Only last week Halbfinger penned a favorable profile  of Connecticut's Democrat Gov. Dannel Malloy, who devoted half the interview to running down, in Halbfinger's words, the "blustery and bellicose" Christie, whose clips of his back-and-forth engagement with union members have won him a conservative fan club.
Halbfinger's treatment of Christie was far less friendly than the tone he took toward Gov. Malloy:
A pugnacious and boastful Gov. Chris Christie proposed a no-growth budget for New Jersey on Tuesday, saying he had inspired a legion of copycat governors from Albany to Sacramento and was not about to let up in his efforts to shift money from public workers to property-tax payers and businesses that create jobs.
Mr. Christie, who was elected in 2009, seemed to want to take credit for budget-cutting measures being used in statehouses across the country by this year's crop of rookies - as if he had copyrighted austerity.
Gov. Andrew M. Cuomo, Democrat of New York, Mr. Christie said, was following in his footsteps, and "even the choice of words are similar to where New Jersey was one year ago." Mr. Christie also quoted the call by Gov. Jerry Brown, Democrat of California, for wage cuts and an end to fiscal gimmicks, adding, "Sound familiar?"
With the state's education system still reeling from Mr. Christie's cuts a year ago, when dozens of districts lost all their state aid, the governor offered to increase funding to every school district by an amount equal to 1 percent of its current-year budget.
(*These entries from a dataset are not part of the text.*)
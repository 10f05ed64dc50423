//! Key-fetch scheduling core for a content-addressed storage node.
//!
//! Decides which pending block fetches run, coalesces duplicate requests for
//! the same key into one fetch, rests keys after transient failures, and
//! delivers exactly one outcome to every requester.
//!
//! # Layout
//!
//! - [`list`]: ordered list with identity-based removal, the substrate for
//!   every queue below
//! - [`scheduler`]: cooldown queue, request index, priority tiers, the
//!   scheduler and its worker pool
//! - [`fetch`]: block keys, blocks, failures, and the [`fetch::Fetcher`]
//!   transport contract
//! - [`bucket`]: read-only buckets over fetched payloads
//!
//! The transport and persistence live outside this crate and plug in
//! through [`fetch::Fetcher`] and the scheduler's reload/snapshot calls.

pub mod bucket;
pub mod config;
pub mod fetch;
pub mod list;
pub mod scheduler;
pub mod telemetry;

use std::sync::Arc;

use fetch::Fetcher;
use scheduler::{Scheduler, SchedulerConfig, WorkerPool, WorkerPoolConfig};

/// Runtime configuration.
#[derive(Debug, Clone, Default)]
pub struct RuntimeConfig {
    pub scheduler: SchedulerConfig,
    pub pool: WorkerPoolConfig,
}

impl From<config::EnvConfig> for RuntimeConfig {
    fn from(env: config::EnvConfig) -> Self {
        Self {
            scheduler: env.scheduler,
            pool: env.pool,
        }
    }
}

/// A scheduler plus the workers driving it.
pub struct Runtime {
    pub scheduler: Arc<Scheduler>,
    pool: Option<WorkerPool>,
    pool_config: WorkerPoolConfig,
}

impl Runtime {
    /// Create a runtime. No workers run until [`start`](Self::start).
    pub fn new(fetcher: Arc<dyn Fetcher>, config: RuntimeConfig) -> Self {
        Self {
            scheduler: Arc::new(Scheduler::new(fetcher, config.scheduler)),
            pool: None,
            pool_config: config.pool,
        }
    }

    /// Spawn the worker pool. Must be called inside a tokio runtime.
    /// Calling it again while running is a no-op.
    pub fn start(&mut self) {
        if self.pool.is_none() {
            self.pool = Some(WorkerPool::start(Arc::clone(&self.scheduler), &self.pool_config));
        }
    }

    pub fn is_running(&self) -> bool {
        self.pool.is_some()
    }

    /// Stop the workers. Registered requesters stay indexed.
    pub async fn shutdown(&mut self) {
        if let Some(pool) = self.pool.take() {
            pool.shutdown().await;
        }
    }
}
While Halbfinger empathized with the Democratic governor's struggles to trim the deficit while spending "much of his energy finding ways to spare the most vulnerable," Halbfinger examined Christie's actions from the perspective of public-sector unions:
Most galling to union leaders, who argue that the governor is using them as scapegoats for an economic crisis they say was caused by Wall Street millionaires, was Mr. Christie's call for $200 million in new tax breaks, including an increase in the estate-tax exemption to $1 million, from $675,000. The governor said this would help small-business owners.